Which lines below include the string "JsonLogRecord"? Please show each one.

======== DATA RECORDS ========

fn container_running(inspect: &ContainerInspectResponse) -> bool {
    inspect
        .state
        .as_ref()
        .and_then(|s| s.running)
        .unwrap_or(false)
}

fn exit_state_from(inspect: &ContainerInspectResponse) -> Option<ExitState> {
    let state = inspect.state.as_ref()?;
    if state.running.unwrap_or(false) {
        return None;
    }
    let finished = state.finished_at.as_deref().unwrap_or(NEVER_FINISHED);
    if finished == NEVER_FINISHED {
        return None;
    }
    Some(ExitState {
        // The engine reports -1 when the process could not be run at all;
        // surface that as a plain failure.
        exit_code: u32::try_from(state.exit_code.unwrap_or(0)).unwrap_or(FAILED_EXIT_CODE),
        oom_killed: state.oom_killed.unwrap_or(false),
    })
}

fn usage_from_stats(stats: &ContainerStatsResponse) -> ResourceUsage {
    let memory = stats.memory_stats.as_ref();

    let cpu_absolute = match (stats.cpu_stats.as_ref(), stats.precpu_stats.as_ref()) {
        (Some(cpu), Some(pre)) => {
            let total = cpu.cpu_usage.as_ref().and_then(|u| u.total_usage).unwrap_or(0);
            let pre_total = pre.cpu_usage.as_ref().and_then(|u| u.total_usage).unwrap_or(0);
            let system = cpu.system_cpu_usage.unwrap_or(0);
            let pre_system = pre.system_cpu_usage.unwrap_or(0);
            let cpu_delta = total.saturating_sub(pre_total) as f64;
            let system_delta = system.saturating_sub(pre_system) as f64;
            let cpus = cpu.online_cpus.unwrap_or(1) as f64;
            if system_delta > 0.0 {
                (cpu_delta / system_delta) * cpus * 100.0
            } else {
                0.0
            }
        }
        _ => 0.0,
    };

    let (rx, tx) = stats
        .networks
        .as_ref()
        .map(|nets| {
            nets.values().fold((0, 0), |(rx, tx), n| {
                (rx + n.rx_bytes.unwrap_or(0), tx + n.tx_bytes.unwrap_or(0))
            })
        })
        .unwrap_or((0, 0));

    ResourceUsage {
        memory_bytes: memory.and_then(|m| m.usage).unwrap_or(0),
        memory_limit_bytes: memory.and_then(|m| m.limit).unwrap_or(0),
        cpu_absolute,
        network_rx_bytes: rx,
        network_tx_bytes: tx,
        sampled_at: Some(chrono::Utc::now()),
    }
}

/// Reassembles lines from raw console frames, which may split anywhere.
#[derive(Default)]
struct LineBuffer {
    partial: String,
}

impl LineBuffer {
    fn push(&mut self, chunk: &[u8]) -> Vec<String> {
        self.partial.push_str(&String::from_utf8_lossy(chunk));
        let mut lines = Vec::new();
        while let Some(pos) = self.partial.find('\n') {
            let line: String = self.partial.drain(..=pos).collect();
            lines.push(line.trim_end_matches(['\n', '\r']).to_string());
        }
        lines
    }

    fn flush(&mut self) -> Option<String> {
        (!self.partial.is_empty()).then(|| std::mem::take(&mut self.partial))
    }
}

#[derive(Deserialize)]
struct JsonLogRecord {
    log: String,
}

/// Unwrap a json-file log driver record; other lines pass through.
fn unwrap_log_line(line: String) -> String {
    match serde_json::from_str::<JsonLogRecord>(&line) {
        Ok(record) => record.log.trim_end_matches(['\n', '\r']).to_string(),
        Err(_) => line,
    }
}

========

▸ **EXERCISE RESPONSE**:
struct JsonLogRecord {
    match serde_json::from_str::<JsonLogRecord>(&line) {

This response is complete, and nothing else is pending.